There is no doubt that Bicol Express is one of the Philippines’ most popular dishes. This is thanks in no small measure to the heat this flavorful dish packs. As the story goes, it’s named after the train that plies the Manila-Naga route. For obvious reasons, it is a common assumption that the dish naturally hails from the Bicol region.
Interestingly, the story of its origin isn’t as uncomplicated as it seems. Apparently, a great dispute has been raging over its invention. While many Bicolanos continue to claim it as a true regional heritage dish, an alternative story has come to light.
According to a number of sources, most notably the celebrated Filipino food blogger, Market Man, who references The Philippine Cookbook by De Guzman and Puyat, the dish may actually have been created in the restaurant of Cely Kalaw in Manila some decades ago. It was said to have been intended to accompany and enhance a toned down version of laing. Hence, diners could opt to adjust the heat level of laing.

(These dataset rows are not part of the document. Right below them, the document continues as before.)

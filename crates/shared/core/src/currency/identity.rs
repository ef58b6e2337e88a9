use std::cmp::Ordering;
use std::fmt;
use std::hash::{Hash, Hasher};
use std::sync::Arc;

use rust_decimal::RoundingStrategy;
use serde::{Deserialize, Deserializer, Serialize, Serializer};

use super::{CurrencyCache, IsoCurrency};
use crate::values::Amount;

#[derive(Debug)]
struct CurrencyData {
    code: String,
    iso: Option<&'static IsoCurrency>,
}

/// Interned currency identity
///
/// A cheap handle to a shared instance owned by a `CurrencyCache`. Equality,
/// hashing and ordering use the code only; `ptr_eq` tells whether two
/// handles point at the same interned instance.
#[derive(Clone)]
pub struct Currency(Arc<CurrencyData>);

impl Currency {
    /// Resolve a code through the process-wide cache
    ///
    /// Never fails: unknown codes become non-ISO currencies with an empty
    /// symbol.
    pub fn get_instance(code: &str) -> Currency {
        CurrencyCache::global().get_instance(code)
    }

    pub(super) fn new(code: &str, iso: Option<&'static IsoCurrency>) -> Self {
        Self(Arc::new(CurrencyData {
            code: code.to_string(),
            iso,
        }))
    }

    pub fn code(&self) -> &str {
        &self.0.code
    }

    /// Display symbol, empty for non-ISO codes
    pub fn symbol(&self) -> &str {
        self.0.iso.map_or("", |iso| iso.symbol)
    }

    /// Linked standard metadata, if the code is ISO 4217
    pub fn iso(&self) -> Option<&'static IsoCurrency> {
        self.0.iso
    }

    pub fn is_iso(&self) -> bool {
        self.0.iso.is_some()
    }

    pub fn numeric_code(&self) -> Option<u16> {
        self.0.iso.map(|iso| iso.numeric)
    }

    /// Default fraction digits (2 for EUR, 0 for JPY, none for metals)
    pub fn fraction_digits(&self) -> Option<u32> {
        self.0.iso.and_then(|iso| iso.minor_units).map(u32::from)
    }

    /// True when both handles share one interned instance
    pub fn ptr_eq(a: &Currency, b: &Currency) -> bool {
        Arc::ptr_eq(&a.0, &b.0)
    }

    /// Round an amount to the currency's fraction digits, half away from zero
    ///
    /// Amounts in currencies without a minor unit are returned unchanged.
    pub fn round(&self, amount: Amount) -> Amount {
        match self.fraction_digits() {
            Some(dp) => amount.round_dp_with_strategy(dp, RoundingStrategy::MidpointAwayFromZero),
            None => amount,
        }
    }

    /// Render an amount as "<symbol> <amount>", falling back to the code
    pub fn format_amount(&self, amount: Amount) -> String {
        let mut rounded = self.round(amount);
        if let Some(dp) = self.fraction_digits() {
            rounded.rescale(dp);
        }
        let label = match self.symbol() {
            "" => self.code(),
            symbol => symbol,
        };
        format!("{} {}", label, rounded)
    }
}

impl PartialEq for Currency {
    fn eq(&self, other: &Self) -> bool {
        self.code() == other.code()
    }
}

impl Eq for Currency {}

impl Hash for Currency {
    fn hash<H: Hasher>(&self, state: &mut H) {
        self.code().hash(state);
    }
}

impl PartialOrd for Currency {
    fn partial_cmp(&self, other: &Self) -> Option<Ordering> {
        Some(self.cmp(other))
    }
}

impl Ord for Currency {
    fn cmp(&self, other: &Self) -> Ordering {
        self.code().cmp(other.code())
    }
}

impl fmt::Debug for Currency {
    fn fmt(&self, f: &mut fmt::Formatter<'_>) -> fmt::Result {
        f.debug_struct("Currency")
            .field("code", &self.0.code)
            .field("iso", &self.is_iso())
            .finish()
    }
}

impl fmt::Display for Currency {
    fn fmt(&self, f: &mut fmt::Formatter<'_>) -> fmt::Result {
        f.write_str(self.code())
    }
}

impl From<&str> for Currency {
    fn from(code: &str) -> Self {
        Currency::get_instance(code)
    }
}

impl Serialize for Currency {
    fn serialize<S: Serializer>(&self, serializer: S) -> Result<S::Ok, S::Error> {
        serializer.serialize_str(self.code())
    }
}

impl<'de> Deserialize<'de> for Currency {
    fn deserialize<D: Deserializer<'de>>(deserializer: D) -> Result<Self, D::Error> {
        let code = String::deserialize(deserializer)?;
        Ok(Currency::get_instance(&code))
    }
}

#[cfg(test)]
mod tests {
    use super::*;
    use rust_decimal_macros::dec;

    #[test]
    fn test_iso_accessors() {
        let eur = Currency::get_instance("EUR");
        assert_eq!(eur.code(), "EUR");
        assert_eq!(eur.symbol(), "€");
        assert_eq!(eur.numeric_code(), Some(978));
        assert_eq!(eur.fraction_digits(), Some(2));
        assert!(eur.is_iso());
    }

    #[test]
    fn test_non_iso_currency() {
        let odd = Currency::get_instance("XYZ_NOT_REAL");
        assert_eq!(odd.code(), "XYZ_NOT_REAL");
        assert_eq!(odd.symbol(), "");
        assert!(odd.iso().is_none());
        assert!(odd.fraction_digits().is_none());
    }

    #[test]
    fn test_equality_is_by_code_and_case_sensitive() {
        assert_eq!(Currency::get_instance("USD"), Currency::from("USD"));
        assert_ne!(Currency::get_instance("usd"), Currency::get_instance("USD"));
        assert!(!Currency::get_instance("usd").is_iso());
    }

    #[test]
    fn test_round() {
        let eur = Currency::get_instance("EUR");
        assert_eq!(eur.round(dec!(1.005)), dec!(1.01));
        assert_eq!(eur.round(dec!(-1.005)), dec!(-1.01));

        let jpy = Currency::get_instance("JPY");
        assert_eq!(jpy.round(dec!(1234.5)), dec!(1235));

        let gold = Currency::get_instance("XAU");
        assert_eq!(gold.round(dec!(1.23456)), dec!(1.23456));
    }

    #[test]
    fn test_format_amount() {
        assert_eq!(Currency::get_instance("EUR").format_amount(dec!(1.5)), "€ 1.50");
        assert_eq!(Currency::get_instance("JPY").format_amount(dec!(1234.5)), "¥ 1235");
        assert_eq!(Currency::get_instance("KWD").format_amount(dec!(2)), "KWD 2.000");
        assert_eq!(
            Currency::get_instance("BTC").format_amount(dec!(0.12345678)),
            "BTC 0.12345678"
        );
    }

    #[test]
    fn test_serde_as_code() {
        let chf = Currency::get_instance("CHF");
        let json = serde_json::to_string(&chf).unwrap();
        assert_eq!(json, "\"CHF\"");

        let back: Currency = serde_json::from_str(&json).unwrap();
        assert!(Currency::ptr_eq(&chf, &back));
    }
}
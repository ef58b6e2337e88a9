use rust_decimal::Decimal;

/// Integer magnitude underlying a canonical value (pip count, tick count, line count)
pub type Measure = u32;

/// Price value - uses Decimal for precision
pub type Price = Decimal;

/// Monetary amount in some currency
pub type Amount = Decimal;
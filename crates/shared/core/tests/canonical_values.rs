//! Canonical Value Integration Tests
//!
//! Exercises every value domain through the public API:
//! - Named constants survive a name round trip
//! - Bounds are rejected identically by lookup and construction
//! - Ordering agrees with measures, missing values sort last
//! - Serde accepts names and measures

use std::cmp::Ordering;

use hermes_core::{
    CanonicalValue, LineBreakLookback, PriceRange, RegistryError, TickBarSize, ValueDomain,
    compare,
};

fn assert_named_round_trip<D: ValueDomain>() {
    for value in CanonicalValue::<D>::named() {
        let name = value.name();
        assert_eq!(
            CanonicalValue::<D>::from_token(&name),
            Some(value),
            "{} did not round trip",
            name
        );
        assert_eq!(name.parse::<CanonicalValue<D>>(), Ok(value));
    }
}

fn assert_bounds<D: ValueDomain>() {
    assert!(CanonicalValue::<D>::from_measure(D::MIN - 1).is_none());
    assert!(CanonicalValue::<D>::from_measure(D::MAX + 1).is_none());
    assert!(CanonicalValue::<D>::from_measure(D::MIN).is_some());
    assert!(CanonicalValue::<D>::from_measure(D::MAX).is_some());

    assert!(matches!(
        CanonicalValue::<D>::new(D::MAX + 1),
        Err(RegistryError::OutOfBounds { .. })
    ));
}

fn assert_sequence<D: ValueDomain>() {
    let values: Vec<_> = CanonicalValue::<D>::all().collect();
    assert_eq!(values.len() as u32, D::MAX - D::MIN + 1);
    assert!(values.windows(2).all(|w| w[0] < w[1]));

    // restartable: a fresh iterator yields the same sequence
    assert!(CanonicalValue::<D>::all().eq(values.iter().copied()));

    for value in &values {
        assert_eq!(CanonicalValue::<D>::from_measure(value.measure()), Some(*value));
    }
}

#[test]
fn test_named_constants_round_trip() {
    let _ = env_logger::try_init();
    assert_named_round_trip::<hermes_core::Pips>();
    assert_named_round_trip::<hermes_core::Ticks>();
    assert_named_round_trip::<hermes_core::Lines>();
}

#[test]
fn test_bounds_rejected_in_every_domain() {
    assert_bounds::<hermes_core::Pips>();
    assert_bounds::<hermes_core::Ticks>();
    assert_bounds::<hermes_core::Lines>();
    assert!(PriceRange::from_measure(0).is_none());
    assert!(TickBarSize::from_measure(0).is_none());
}

#[test]
fn test_every_domain_enumerates_in_order() {
    assert_sequence::<hermes_core::Pips>();
    assert_sequence::<hermes_core::Ticks>();
    assert_sequence::<hermes_core::Lines>();
}

#[test]
fn test_identity_stability() {
    for measure in [1, 6, 7, 999, 10_000] {
        let a = PriceRange::from_measure(measure).unwrap();
        let b = PriceRange::from_measure(measure).unwrap();
        assert_eq!(a, b);
        assert_eq!(a.name(), b.name());
    }
}

#[test]
fn test_prefix_and_numeric_fallback() {
    assert_eq!(PriceRange::from_token("two"), Some(PriceRange::TWO_PIPS));
    assert_eq!(PriceRange::from_token("TW"), Some(PriceRange::TWO_PIPS));

    let seven = PriceRange::from_token("7").unwrap();
    assert_eq!(seven.measure(), 7);
    assert_eq!(seven.name(), "7_PIPS");

    assert!(PriceRange::from_token("").is_none());
    assert!(PriceRange::from_token("lots").is_none());
    assert!(TickBarSize::from_token("-1").is_none());
}

#[test]
fn test_ordering_is_antisymmetric() {
    let small = PriceRange::from_measure(3);
    let large = PriceRange::from_measure(300);
    let missing = PriceRange::from_token("nope");

    let cases = [
        (small.as_ref(), large.as_ref()),
        (small.as_ref(), missing.as_ref()),
        (large.as_ref(), missing.as_ref()),
        (missing.as_ref(), missing.as_ref()),
        (small.as_ref(), small.as_ref()),
    ];
    for (a, b) in cases {
        assert_eq!(compare(a, b), compare(b, a).reverse());
    }

    assert_eq!(compare(small.as_ref(), large.as_ref()), Ordering::Less);
    assert_eq!(compare(large.as_ref(), missing.as_ref()), Ordering::Less);
    assert_eq!(compare(missing.as_ref(), small.as_ref()), Ordering::Greater);
}

#[test]
fn test_lookup_misses_become_errors_only_on_parse() {
    let err = "nine".parse::<LineBreakLookback>().unwrap_err();
    assert_eq!(
        err,
        RegistryError::NotFound {
            domain: "LineBreakLookback",
            token: "nine".to_string()
        }
    );
    assert_eq!(err.to_string(), "No LineBreakLookback value matches 'nine'");
}

#[test]
fn test_serde_names_and_measures() {
    let json = serde_json::to_string(&PriceRange::TWO_PIPS).unwrap();
    assert_eq!(json, "\"TWO_PIPS\"");

    let by_name: PriceRange = serde_json::from_str("\"two\"").unwrap();
    let by_measure: PriceRange = serde_json::from_str("2").unwrap();
    assert_eq!(by_name, PriceRange::TWO_PIPS);
    assert_eq!(by_measure, PriceRange::TWO_PIPS);

    let tail: TickBarSize = serde_json::from_str("\"250\"").unwrap();
    assert_eq!(serde_json::to_string(&tail).unwrap(), "\"250_TICKS\"");

    assert!(serde_json::from_str::<TickBarSize>("0").is_err());
    assert!(serde_json::from_str::<TickBarSize>("-4").is_err());
    assert!(serde_json::from_str::<LineBreakLookback>("\"eleven\"").is_err());
}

This, they say, was the solution conceived by Kalaw to cater to the taste buds of those who could not endure the very hot original laing recipe.
Part of the contention stems from the suggestion that the recipe was purportedly concocted outside of Bicol. Incidentally, Kalaw was born in Laguna and not in a Bicol province. Nonetheless, having lived in the region, it is not difficult to assume that Kalaw drew inspiration from its rich culinary tradition. It is noteworthy that there is a similar local dish to Bicol Express called gulay na lada which Micky Fenix in an Inquirer article said Kalaw based her recipe on.
For whatever it’s worth, there is no question as to the region’s stamp of influence on the dish. Regardless of whether it was created elsewhere or not, its spirit is characteristic of the place for which it was named.
Curiously, even if we do manage to settle on a universally accepted origin story one day, I suppose there will be no end to the debate over it. There are now numerous versions of the dish that it has become impossible for any cook to attempt his version without receiving some fair amount of criticism.
The cook in the video above is Cagayanon but the recipe is from his Bicolano co-worker who says the real predominant ingredient of Bicol Express is really long, green chili peppers. Other versions now substitute this with Baguio beans and omit the salted shrimp fry. Obviously, not everyone can survive the experience of munching on chilis.